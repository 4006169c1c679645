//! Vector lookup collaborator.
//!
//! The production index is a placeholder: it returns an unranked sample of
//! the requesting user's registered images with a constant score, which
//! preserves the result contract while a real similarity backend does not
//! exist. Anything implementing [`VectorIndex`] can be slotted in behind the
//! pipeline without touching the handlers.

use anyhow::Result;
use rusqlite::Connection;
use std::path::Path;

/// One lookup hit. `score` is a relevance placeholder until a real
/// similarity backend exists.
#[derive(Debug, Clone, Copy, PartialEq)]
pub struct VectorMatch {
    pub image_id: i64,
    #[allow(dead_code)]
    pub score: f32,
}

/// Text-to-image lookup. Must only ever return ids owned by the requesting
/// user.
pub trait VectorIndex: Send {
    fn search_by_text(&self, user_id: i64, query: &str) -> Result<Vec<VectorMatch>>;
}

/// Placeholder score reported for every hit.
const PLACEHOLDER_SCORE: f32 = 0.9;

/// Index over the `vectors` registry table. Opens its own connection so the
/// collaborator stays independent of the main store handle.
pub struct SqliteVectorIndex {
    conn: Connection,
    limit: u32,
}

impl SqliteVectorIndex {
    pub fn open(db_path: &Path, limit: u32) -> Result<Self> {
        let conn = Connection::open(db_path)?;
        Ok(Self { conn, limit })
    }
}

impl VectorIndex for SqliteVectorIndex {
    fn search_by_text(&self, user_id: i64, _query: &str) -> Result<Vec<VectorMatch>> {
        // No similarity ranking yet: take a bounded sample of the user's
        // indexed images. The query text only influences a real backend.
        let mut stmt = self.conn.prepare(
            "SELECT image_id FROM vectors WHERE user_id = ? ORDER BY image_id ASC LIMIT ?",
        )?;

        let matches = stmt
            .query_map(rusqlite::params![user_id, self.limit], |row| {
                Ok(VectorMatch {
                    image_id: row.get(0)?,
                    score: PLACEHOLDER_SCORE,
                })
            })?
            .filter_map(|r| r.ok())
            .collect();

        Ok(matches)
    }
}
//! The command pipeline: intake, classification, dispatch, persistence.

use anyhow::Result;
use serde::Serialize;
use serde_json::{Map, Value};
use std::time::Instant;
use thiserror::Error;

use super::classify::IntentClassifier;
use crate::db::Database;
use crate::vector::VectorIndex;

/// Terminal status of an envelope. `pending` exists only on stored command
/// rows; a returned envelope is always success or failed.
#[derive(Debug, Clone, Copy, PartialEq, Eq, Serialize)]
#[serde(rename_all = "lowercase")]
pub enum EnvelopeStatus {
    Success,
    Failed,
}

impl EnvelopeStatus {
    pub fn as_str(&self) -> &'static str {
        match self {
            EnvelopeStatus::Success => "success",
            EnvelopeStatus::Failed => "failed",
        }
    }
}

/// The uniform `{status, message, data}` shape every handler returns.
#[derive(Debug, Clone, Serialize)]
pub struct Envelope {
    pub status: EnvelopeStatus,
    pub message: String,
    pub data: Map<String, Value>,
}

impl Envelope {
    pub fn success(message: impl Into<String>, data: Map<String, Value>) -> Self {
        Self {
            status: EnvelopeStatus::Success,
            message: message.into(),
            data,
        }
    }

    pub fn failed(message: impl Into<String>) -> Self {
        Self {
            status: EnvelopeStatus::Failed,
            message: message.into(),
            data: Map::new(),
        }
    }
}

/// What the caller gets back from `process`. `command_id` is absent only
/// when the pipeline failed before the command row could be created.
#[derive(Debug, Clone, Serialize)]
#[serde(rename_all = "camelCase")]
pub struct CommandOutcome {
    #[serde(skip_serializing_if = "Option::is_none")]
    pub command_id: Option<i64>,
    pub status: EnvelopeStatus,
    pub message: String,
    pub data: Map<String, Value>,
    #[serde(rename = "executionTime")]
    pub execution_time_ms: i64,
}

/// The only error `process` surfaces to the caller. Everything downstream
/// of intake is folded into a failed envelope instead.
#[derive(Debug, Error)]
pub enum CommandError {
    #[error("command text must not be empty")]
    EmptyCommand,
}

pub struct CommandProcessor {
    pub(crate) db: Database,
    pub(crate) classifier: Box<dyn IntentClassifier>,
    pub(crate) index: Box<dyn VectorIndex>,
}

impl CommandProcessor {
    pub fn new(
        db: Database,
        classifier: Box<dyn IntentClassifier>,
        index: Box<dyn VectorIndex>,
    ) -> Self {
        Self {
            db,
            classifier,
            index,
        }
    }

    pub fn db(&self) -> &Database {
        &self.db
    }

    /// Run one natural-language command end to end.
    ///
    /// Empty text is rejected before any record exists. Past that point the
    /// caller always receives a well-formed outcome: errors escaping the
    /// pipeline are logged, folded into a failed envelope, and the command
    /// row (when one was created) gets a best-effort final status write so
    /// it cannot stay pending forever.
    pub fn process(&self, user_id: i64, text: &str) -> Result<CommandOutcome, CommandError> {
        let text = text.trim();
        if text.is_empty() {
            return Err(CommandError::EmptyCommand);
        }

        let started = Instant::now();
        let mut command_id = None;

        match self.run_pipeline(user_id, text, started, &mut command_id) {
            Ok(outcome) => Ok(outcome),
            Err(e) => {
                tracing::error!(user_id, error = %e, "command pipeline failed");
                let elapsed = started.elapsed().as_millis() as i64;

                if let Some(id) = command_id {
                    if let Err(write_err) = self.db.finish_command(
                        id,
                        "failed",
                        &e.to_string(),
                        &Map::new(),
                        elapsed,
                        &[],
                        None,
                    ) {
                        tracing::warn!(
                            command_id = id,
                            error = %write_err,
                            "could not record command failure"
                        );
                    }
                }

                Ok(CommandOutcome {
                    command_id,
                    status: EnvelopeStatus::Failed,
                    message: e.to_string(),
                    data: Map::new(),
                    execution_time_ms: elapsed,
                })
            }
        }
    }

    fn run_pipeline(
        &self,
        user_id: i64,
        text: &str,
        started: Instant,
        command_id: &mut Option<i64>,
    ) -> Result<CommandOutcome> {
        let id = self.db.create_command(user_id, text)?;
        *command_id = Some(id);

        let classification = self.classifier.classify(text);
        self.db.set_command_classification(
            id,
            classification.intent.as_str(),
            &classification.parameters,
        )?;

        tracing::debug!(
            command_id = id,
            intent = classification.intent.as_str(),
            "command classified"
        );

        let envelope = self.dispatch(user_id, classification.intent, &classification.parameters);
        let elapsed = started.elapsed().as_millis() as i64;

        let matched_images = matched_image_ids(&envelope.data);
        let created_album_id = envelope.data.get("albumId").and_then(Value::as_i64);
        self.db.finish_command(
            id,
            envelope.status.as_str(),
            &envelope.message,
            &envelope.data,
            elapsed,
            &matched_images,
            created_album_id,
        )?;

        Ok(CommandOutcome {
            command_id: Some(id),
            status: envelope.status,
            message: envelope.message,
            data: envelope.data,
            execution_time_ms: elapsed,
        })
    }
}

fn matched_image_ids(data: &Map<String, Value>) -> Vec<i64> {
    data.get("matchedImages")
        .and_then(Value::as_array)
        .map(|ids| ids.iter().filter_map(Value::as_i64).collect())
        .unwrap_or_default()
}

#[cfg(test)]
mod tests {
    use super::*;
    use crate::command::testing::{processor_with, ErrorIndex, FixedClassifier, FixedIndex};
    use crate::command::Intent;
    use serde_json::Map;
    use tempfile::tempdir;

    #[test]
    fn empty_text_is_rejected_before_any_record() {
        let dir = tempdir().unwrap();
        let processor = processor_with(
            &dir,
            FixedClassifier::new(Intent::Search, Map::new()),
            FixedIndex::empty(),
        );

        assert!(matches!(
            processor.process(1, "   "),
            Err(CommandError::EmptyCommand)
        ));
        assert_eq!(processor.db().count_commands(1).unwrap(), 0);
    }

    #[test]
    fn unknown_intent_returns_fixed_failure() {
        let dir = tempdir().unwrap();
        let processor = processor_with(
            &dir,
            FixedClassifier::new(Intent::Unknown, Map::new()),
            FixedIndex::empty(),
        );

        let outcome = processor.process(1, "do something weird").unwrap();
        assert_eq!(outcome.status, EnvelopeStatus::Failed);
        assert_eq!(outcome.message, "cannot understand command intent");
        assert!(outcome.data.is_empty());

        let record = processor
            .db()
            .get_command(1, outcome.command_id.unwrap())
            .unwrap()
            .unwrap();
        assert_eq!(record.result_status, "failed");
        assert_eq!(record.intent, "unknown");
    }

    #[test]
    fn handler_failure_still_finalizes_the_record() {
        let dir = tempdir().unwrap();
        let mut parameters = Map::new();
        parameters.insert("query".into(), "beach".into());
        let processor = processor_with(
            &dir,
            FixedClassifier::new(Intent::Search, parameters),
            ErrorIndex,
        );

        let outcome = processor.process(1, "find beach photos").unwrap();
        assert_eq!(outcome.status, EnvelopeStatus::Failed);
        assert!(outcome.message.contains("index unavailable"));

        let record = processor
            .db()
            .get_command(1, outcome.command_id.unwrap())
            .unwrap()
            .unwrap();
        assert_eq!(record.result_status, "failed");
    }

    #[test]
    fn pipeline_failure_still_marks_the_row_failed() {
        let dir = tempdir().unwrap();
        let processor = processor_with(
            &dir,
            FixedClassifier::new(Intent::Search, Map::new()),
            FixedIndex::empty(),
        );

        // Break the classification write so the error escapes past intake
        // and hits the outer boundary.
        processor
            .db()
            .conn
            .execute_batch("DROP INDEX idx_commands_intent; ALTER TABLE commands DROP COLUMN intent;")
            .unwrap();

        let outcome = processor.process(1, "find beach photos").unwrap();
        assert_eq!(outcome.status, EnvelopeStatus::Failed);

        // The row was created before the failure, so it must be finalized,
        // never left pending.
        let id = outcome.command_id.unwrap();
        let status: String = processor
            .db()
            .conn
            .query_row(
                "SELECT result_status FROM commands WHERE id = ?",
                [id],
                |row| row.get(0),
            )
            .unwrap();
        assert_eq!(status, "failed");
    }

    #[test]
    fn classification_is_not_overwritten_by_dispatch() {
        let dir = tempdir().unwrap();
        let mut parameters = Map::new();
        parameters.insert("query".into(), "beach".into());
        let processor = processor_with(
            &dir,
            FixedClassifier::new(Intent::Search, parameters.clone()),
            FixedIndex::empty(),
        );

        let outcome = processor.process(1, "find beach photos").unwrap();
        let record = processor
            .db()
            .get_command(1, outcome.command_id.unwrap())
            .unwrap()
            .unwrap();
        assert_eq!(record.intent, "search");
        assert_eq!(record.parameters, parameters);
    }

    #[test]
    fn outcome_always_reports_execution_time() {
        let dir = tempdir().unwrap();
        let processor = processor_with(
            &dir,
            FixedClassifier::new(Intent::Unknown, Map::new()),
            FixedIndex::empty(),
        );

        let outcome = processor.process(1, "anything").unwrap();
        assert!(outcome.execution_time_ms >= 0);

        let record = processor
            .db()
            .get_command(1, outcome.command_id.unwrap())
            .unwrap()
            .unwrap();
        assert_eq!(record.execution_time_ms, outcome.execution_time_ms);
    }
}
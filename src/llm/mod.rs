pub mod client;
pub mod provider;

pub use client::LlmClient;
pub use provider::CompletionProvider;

**THE PROBLEM:**
Everything from the line with "never left pending." down to the final line above is to be retyped exactly. Leave the earlier lines out.

**OUTPUT BELOW:**
        // never left pending.
        let id = outcome.command_id.unwrap();
        let status: String = processor
            .db()
            .conn
            .query_row(
                "SELECT result_status FROM commands WHERE id = ?",
                [id],
                |row| row.get(0),
            )
            .unwrap();
        assert_eq!(status, "failed");
    }

    #[test]
    fn classification_is_not_overwritten_by_dispatch() {
        let dir = tempdir().unwrap();
        let mut parameters = Map::new();
        parameters.insert("query".into(), "beach".into());
        let processor = processor_with(
            &dir,
            FixedClassifier::new(Intent::Search, parameters.clone()),
            FixedIndex::empty(),
        );

        let outcome = processor.process(1, "find beach photos").unwrap();
        let record = processor
            .db()
            .get_command(1, outcome.command_id.unwrap())
            .unwrap()
            .unwrap();
        assert_eq!(record.intent, "search");
        assert_eq!(record.parameters, parameters);
    }

    #[test]
    fn outcome_always_reports_execution_time() {
        let dir = tempdir().unwrap();
        let processor = processor_with(
            &dir,
            FixedClassifier::new(Intent::Unknown, Map::new()),
            FixedIndex::empty(),
        );

        let outcome = processor.process(1, "anything").unwrap();
        assert!(outcome.execution_time_ms >= 0);

        let record = processor
            .db()
            .get_command(1, outcome.command_id.unwrap())
            .unwrap()
            .unwrap();
        assert_eq!(record.execution_time_ms, outcome.execution_time_ms);
    }
}
filename src/llm/mod.rs
pub mod client;
pub mod provider;

pub use client::LlmClient;
pub use provider::CompletionProvider;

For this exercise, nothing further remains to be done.